Exercise description
Could you reproduce the lines below from the one with "pub fn magnitude(&self)" through the one with "2.0 * self.dot(normal))"? Keep both ends and add nothing.

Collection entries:
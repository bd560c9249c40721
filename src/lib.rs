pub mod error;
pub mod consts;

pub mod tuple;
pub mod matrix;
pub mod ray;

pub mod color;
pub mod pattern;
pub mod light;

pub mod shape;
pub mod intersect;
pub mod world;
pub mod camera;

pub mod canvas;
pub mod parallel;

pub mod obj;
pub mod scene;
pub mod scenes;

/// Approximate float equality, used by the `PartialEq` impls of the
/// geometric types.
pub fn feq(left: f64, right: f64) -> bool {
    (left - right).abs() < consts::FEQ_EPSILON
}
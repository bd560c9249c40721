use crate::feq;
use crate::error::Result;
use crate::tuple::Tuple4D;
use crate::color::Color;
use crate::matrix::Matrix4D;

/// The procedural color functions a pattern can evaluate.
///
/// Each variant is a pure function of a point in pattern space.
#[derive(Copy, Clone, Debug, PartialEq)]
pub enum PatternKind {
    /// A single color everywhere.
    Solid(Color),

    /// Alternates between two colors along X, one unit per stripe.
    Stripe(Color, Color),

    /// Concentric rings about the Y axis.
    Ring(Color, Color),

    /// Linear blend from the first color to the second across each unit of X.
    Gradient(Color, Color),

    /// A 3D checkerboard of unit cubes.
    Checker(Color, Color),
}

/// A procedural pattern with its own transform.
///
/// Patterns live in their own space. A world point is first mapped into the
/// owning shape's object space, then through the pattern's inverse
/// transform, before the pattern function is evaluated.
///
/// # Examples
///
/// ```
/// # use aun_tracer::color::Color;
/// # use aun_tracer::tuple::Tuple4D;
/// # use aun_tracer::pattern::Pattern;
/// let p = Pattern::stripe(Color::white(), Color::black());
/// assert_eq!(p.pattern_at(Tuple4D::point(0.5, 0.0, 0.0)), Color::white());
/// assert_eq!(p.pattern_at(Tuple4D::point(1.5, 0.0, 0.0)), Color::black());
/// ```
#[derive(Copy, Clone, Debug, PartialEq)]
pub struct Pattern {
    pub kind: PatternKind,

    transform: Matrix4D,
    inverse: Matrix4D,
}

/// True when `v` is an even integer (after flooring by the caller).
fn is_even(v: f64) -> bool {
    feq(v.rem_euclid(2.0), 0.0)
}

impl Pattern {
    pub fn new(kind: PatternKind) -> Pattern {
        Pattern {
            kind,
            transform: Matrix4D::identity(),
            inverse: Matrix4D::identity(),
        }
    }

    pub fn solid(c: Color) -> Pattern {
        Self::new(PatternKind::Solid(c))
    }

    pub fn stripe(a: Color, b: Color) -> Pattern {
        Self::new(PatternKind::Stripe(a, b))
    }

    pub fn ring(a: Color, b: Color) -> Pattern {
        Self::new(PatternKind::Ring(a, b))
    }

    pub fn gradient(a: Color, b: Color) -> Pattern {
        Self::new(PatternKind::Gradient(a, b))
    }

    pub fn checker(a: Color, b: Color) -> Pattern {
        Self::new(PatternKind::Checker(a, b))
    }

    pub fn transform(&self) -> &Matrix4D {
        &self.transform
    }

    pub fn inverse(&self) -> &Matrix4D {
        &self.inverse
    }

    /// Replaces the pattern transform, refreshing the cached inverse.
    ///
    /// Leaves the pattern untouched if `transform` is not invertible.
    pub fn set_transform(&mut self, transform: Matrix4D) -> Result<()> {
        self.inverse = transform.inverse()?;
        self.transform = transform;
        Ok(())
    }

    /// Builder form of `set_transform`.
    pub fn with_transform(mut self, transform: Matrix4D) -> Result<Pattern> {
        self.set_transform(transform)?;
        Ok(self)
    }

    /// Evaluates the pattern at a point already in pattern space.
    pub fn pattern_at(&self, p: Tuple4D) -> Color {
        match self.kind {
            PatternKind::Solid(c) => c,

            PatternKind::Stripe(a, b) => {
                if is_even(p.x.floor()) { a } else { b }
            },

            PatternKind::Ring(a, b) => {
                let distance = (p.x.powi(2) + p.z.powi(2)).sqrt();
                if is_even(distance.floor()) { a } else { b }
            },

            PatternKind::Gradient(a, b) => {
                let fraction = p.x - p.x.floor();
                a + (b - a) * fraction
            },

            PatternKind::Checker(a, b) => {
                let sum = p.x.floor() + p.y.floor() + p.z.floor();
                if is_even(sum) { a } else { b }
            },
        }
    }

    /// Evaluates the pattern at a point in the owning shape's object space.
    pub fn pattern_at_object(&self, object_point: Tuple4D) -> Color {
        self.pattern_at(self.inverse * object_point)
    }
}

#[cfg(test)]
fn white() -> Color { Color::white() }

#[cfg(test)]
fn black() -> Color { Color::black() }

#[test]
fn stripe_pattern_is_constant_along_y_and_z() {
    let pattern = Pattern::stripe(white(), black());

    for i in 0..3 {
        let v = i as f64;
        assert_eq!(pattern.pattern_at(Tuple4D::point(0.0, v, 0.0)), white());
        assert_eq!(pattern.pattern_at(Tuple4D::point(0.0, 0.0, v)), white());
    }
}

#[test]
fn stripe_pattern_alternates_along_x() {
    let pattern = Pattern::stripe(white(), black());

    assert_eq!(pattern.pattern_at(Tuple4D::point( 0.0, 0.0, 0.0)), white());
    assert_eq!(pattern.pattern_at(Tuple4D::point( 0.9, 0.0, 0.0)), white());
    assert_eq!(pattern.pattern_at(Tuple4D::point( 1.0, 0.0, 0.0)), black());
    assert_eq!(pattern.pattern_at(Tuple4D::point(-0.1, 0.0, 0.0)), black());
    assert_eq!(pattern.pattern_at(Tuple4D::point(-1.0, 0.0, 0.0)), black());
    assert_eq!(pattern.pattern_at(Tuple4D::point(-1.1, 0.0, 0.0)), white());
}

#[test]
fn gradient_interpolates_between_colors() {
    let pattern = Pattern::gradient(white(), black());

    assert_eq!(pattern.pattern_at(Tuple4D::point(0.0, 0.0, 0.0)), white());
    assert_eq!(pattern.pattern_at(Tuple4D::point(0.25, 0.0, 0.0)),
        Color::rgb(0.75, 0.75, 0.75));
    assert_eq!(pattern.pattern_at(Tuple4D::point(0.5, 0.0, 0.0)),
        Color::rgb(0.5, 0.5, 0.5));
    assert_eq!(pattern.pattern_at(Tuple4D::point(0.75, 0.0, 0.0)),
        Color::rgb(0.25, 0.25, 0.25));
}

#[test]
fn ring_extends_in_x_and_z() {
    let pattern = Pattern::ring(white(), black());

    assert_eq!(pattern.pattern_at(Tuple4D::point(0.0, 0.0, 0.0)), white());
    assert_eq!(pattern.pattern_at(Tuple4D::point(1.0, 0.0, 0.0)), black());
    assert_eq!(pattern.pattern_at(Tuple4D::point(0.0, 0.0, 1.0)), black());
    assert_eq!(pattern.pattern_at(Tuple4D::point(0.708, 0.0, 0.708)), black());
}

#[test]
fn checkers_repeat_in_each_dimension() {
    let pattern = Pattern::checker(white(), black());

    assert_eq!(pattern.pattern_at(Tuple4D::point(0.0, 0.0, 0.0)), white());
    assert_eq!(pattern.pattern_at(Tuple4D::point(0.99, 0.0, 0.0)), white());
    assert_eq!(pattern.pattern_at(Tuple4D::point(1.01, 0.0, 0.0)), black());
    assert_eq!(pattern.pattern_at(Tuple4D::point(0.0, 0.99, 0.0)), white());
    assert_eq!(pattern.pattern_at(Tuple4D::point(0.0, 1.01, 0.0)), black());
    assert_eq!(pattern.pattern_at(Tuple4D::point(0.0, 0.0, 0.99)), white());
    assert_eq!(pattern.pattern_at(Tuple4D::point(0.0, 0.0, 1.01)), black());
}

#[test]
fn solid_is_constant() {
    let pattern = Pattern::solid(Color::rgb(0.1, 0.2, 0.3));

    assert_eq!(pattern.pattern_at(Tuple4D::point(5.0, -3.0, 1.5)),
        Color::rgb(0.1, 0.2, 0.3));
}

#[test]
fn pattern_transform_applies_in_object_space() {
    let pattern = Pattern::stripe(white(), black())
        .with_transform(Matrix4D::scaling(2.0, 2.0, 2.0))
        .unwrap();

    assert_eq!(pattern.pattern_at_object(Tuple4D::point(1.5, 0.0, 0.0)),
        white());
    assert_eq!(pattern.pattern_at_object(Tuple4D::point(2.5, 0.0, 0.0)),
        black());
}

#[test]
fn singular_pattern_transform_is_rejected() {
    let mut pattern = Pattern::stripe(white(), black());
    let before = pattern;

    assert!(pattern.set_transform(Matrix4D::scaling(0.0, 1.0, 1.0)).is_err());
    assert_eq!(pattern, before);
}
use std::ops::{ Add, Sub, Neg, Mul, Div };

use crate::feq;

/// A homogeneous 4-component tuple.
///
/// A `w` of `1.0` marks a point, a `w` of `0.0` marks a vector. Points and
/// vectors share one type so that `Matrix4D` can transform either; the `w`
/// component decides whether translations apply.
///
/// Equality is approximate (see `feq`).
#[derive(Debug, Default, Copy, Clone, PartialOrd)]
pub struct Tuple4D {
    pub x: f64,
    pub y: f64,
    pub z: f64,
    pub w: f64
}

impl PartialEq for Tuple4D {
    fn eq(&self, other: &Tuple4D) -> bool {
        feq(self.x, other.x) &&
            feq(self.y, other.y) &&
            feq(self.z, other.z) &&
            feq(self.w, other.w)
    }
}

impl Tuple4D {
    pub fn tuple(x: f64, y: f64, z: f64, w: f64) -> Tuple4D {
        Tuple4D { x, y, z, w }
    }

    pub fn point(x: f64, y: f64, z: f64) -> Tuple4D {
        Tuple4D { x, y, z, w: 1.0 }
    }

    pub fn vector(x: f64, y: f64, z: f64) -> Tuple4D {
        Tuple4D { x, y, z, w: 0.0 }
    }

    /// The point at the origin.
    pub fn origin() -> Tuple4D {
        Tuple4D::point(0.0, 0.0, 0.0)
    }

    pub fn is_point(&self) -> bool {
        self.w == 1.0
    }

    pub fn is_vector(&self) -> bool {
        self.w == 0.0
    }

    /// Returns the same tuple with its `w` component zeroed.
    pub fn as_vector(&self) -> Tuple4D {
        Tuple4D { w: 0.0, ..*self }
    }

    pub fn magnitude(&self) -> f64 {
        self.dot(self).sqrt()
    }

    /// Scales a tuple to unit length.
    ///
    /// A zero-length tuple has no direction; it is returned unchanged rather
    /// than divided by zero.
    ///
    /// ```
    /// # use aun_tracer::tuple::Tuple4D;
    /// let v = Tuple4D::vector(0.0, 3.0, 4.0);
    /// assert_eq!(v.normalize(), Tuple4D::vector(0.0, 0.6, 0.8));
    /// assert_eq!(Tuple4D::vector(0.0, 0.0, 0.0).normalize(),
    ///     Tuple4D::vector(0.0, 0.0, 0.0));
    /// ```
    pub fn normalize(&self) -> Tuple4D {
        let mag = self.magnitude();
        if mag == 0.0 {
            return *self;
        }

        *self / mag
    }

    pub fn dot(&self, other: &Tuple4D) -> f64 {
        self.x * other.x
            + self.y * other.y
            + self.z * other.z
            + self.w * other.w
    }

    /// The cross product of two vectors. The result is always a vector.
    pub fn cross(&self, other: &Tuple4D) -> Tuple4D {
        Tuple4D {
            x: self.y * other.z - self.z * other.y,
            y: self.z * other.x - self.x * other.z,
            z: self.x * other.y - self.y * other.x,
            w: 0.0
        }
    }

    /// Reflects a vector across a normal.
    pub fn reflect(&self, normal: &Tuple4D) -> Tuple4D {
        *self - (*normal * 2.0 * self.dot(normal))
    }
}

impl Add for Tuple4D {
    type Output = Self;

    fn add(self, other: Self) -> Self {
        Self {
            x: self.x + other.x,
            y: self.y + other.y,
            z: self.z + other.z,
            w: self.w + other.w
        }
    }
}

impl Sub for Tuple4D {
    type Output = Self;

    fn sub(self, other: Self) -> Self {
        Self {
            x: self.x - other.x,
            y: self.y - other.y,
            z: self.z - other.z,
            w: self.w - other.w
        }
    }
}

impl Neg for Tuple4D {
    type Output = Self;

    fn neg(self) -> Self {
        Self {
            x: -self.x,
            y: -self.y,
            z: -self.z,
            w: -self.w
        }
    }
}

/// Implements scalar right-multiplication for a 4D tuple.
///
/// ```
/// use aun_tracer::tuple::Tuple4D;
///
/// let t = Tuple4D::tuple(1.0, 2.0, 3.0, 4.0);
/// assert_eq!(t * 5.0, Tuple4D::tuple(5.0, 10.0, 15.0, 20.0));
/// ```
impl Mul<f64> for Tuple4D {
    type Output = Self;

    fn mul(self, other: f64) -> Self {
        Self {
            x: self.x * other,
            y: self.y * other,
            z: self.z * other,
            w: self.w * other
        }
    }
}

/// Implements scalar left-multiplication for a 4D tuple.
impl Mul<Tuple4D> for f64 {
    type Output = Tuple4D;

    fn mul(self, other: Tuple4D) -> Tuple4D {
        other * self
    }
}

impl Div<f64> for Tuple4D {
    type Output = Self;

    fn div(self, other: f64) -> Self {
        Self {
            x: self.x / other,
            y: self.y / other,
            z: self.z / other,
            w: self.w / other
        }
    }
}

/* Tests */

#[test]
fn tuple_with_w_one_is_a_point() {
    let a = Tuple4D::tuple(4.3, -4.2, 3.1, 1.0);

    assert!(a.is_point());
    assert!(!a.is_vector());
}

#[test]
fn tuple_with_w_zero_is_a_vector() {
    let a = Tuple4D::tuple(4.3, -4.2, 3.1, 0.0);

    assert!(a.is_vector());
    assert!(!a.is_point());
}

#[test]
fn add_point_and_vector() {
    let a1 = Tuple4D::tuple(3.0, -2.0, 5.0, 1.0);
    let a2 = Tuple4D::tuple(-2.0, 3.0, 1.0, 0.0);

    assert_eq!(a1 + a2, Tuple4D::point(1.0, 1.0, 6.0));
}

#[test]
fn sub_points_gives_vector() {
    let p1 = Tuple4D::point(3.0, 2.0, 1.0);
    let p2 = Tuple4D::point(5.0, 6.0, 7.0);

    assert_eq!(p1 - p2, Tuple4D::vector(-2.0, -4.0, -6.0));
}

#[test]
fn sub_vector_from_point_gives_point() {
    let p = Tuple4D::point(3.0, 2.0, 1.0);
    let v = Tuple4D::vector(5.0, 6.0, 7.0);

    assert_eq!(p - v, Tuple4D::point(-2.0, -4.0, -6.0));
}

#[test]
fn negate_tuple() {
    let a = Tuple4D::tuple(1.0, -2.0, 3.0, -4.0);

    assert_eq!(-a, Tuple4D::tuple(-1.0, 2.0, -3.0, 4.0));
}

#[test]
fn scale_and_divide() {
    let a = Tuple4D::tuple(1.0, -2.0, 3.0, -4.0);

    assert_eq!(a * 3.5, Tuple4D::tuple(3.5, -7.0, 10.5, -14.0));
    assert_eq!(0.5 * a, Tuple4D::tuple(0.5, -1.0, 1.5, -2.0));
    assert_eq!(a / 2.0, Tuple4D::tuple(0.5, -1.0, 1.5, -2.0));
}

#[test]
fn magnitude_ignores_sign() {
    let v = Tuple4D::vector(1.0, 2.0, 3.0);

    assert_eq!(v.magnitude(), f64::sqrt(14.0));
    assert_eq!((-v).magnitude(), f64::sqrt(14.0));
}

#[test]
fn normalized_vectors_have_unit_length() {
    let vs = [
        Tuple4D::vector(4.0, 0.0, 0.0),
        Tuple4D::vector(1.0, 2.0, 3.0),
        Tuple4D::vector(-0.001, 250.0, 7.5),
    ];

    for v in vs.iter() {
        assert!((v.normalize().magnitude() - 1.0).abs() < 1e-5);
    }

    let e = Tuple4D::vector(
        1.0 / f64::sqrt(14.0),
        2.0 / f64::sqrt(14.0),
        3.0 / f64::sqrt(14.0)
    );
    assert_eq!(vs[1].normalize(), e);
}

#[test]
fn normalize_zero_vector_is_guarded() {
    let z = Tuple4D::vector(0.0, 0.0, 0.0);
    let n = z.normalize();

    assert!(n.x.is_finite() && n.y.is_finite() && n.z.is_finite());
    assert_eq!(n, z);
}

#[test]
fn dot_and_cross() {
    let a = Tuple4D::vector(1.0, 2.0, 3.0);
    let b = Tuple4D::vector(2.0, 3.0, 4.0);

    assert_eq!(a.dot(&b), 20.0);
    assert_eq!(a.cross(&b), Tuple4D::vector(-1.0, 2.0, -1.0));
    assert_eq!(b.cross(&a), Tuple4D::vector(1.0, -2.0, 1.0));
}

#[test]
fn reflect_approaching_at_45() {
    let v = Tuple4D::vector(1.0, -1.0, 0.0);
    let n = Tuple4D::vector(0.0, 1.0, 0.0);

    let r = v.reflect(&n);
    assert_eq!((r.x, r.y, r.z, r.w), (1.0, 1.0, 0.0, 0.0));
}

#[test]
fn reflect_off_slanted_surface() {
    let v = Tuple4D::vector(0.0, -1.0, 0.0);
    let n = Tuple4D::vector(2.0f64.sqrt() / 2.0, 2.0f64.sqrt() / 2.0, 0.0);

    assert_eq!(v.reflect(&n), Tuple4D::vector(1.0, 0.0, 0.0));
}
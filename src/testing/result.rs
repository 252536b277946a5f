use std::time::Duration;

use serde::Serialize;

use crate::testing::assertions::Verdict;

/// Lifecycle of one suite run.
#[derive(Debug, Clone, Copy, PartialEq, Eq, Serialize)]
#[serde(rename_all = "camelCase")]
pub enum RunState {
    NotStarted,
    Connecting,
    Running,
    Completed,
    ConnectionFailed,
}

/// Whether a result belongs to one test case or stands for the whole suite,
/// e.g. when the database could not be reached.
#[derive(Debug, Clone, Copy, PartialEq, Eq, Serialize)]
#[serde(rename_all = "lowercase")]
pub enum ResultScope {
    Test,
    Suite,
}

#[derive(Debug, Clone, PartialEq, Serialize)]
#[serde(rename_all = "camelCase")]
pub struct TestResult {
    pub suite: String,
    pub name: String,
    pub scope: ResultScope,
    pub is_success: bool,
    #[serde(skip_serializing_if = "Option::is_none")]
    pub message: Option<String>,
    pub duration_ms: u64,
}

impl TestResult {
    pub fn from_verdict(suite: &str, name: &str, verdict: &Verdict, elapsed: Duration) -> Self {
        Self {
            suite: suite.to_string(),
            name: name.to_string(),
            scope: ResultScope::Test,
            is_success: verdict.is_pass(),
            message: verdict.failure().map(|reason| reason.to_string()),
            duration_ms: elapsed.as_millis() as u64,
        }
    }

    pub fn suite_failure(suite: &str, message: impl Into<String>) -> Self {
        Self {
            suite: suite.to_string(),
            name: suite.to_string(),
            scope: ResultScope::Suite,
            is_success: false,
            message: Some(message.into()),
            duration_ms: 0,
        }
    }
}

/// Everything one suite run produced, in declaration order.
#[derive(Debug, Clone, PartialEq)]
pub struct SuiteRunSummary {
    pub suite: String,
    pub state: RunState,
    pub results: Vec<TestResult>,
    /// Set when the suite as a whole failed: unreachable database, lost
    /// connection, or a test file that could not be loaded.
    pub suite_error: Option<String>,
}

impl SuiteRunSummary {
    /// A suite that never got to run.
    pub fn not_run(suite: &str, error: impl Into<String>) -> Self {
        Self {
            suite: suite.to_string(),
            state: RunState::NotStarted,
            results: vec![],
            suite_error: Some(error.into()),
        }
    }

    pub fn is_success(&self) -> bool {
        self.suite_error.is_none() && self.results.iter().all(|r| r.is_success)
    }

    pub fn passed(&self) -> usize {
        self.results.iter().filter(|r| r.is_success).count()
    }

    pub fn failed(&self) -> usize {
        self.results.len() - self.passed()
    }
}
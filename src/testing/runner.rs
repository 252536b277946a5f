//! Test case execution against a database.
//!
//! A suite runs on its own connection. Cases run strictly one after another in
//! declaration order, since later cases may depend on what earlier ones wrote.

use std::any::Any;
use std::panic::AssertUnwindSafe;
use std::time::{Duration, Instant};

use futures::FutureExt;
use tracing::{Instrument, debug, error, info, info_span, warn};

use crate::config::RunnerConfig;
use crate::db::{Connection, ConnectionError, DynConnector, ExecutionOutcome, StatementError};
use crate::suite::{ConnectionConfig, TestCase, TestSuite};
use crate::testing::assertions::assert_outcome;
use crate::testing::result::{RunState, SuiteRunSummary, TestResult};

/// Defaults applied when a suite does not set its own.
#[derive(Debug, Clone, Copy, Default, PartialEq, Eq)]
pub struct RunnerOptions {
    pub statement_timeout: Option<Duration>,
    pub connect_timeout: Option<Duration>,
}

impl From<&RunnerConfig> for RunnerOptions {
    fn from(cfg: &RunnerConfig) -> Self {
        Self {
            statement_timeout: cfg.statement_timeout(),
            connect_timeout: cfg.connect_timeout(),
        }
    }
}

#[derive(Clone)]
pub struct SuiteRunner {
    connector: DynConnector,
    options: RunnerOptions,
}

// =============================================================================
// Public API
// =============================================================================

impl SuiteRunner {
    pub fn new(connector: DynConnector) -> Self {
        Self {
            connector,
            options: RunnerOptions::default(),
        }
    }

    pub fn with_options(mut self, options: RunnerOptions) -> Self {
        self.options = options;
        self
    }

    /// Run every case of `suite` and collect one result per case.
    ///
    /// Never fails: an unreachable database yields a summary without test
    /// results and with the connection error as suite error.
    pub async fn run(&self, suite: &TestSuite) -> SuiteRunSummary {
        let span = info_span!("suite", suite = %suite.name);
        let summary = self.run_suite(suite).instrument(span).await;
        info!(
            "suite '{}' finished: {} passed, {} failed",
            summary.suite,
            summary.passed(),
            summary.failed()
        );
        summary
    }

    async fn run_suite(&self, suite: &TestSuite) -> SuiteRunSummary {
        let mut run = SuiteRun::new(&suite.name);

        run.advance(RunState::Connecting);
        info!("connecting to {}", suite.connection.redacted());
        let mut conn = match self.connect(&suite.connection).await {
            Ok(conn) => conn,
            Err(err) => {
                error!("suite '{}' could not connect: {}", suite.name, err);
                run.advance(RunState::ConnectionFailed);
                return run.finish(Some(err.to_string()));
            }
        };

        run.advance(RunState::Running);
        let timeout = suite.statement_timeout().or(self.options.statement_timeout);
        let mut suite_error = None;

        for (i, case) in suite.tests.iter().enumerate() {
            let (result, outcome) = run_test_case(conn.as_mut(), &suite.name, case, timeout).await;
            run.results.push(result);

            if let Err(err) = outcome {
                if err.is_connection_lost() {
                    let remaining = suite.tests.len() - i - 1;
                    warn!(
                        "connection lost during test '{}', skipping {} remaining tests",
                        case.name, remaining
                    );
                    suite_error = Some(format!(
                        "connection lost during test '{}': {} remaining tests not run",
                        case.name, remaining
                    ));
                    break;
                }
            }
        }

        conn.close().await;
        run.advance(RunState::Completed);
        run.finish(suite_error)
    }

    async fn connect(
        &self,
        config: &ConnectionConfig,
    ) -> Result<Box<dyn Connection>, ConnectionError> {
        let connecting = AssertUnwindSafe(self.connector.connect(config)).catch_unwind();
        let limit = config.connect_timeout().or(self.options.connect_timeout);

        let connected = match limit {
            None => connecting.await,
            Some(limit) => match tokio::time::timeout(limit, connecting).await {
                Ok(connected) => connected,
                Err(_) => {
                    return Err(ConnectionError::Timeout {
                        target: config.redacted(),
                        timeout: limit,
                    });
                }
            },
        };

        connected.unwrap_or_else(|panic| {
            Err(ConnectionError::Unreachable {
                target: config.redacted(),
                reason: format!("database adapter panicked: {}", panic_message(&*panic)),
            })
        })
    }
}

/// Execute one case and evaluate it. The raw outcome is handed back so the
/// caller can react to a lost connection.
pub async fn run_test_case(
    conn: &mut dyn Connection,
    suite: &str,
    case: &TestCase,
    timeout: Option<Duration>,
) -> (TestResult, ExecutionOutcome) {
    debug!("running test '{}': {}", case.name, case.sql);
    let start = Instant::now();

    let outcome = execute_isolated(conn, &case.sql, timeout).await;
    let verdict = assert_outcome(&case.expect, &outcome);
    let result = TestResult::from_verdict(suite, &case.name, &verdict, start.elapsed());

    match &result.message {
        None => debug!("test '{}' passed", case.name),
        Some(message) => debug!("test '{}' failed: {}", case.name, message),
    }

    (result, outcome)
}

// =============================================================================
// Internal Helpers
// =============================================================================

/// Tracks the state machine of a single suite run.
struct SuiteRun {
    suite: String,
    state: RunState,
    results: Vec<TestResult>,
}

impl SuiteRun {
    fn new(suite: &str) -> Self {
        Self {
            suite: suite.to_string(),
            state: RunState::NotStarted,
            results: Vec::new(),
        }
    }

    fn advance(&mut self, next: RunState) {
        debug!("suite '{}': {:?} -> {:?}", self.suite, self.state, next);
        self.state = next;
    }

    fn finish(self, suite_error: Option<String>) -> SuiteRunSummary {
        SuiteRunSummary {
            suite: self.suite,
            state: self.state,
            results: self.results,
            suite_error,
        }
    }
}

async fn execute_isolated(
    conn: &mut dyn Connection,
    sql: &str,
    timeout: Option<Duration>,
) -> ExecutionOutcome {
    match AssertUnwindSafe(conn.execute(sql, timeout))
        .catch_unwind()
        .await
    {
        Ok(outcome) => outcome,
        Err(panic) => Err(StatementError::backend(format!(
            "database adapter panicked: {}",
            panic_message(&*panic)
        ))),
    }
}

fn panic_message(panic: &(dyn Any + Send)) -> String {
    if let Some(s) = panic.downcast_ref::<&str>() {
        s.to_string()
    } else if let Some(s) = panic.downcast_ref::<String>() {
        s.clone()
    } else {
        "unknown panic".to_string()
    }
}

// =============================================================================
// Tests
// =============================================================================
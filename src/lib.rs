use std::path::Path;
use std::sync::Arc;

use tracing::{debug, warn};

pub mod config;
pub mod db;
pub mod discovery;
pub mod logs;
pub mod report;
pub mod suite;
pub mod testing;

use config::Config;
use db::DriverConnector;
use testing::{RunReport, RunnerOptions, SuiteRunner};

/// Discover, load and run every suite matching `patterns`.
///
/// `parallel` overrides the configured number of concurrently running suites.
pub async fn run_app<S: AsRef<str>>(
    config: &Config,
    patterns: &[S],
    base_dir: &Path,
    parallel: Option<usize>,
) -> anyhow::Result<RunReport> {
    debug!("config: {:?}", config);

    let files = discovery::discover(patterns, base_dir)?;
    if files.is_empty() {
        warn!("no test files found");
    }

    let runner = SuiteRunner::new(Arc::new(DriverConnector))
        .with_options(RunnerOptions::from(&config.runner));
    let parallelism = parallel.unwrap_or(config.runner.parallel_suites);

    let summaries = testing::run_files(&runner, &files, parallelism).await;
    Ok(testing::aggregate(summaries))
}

Solved problem
    pub fn magnitude(&self) -> f64 {
        self.dot(self).sqrt()
    }

    /// Scales a tuple to unit length.
    ///
    /// A zero-length tuple has no direction; it is returned unchanged rather
    /// than divided by zero.
    ///
    /// ```
    /// # use aun_tracer::tuple::Tuple4D;
    /// let v = Tuple4D::vector(0.0, 3.0, 4.0);
    /// assert_eq!(v.normalize(), Tuple4D::vector(0.0, 0.6, 0.8));
    /// assert_eq!(Tuple4D::vector(0.0, 0.0, 0.0).normalize(),
    ///     Tuple4D::vector(0.0, 0.0, 0.0));
    /// ```
    pub fn normalize(&self) -> Tuple4D {
        let mag = self.magnitude();
        if mag == 0.0 {
            return *self;
        }

        *self / mag
    }

    pub fn dot(&self, other: &Tuple4D) -> f64 {
        self.x * other.x
            + self.y * other.y
            + self.z * other.z
            + self.w * other.w
    }

    /// The cross product of two vectors. The result is always a vector.
    pub fn cross(&self, other: &Tuple4D) -> Tuple4D {
        Tuple4D {
            x: self.y * other.z - self.z * other.y,
            y: self.z * other.x - self.x * other.z,
            z: self.x * other.y - self.y * other.x,
            w: 0.0
        }
    }

    /// Reflects a vector across a normal.
    pub fn reflect(&self, normal: &Tuple4D) -> Tuple4D {
        *self - (*normal * 2.0 * self.dot(normal))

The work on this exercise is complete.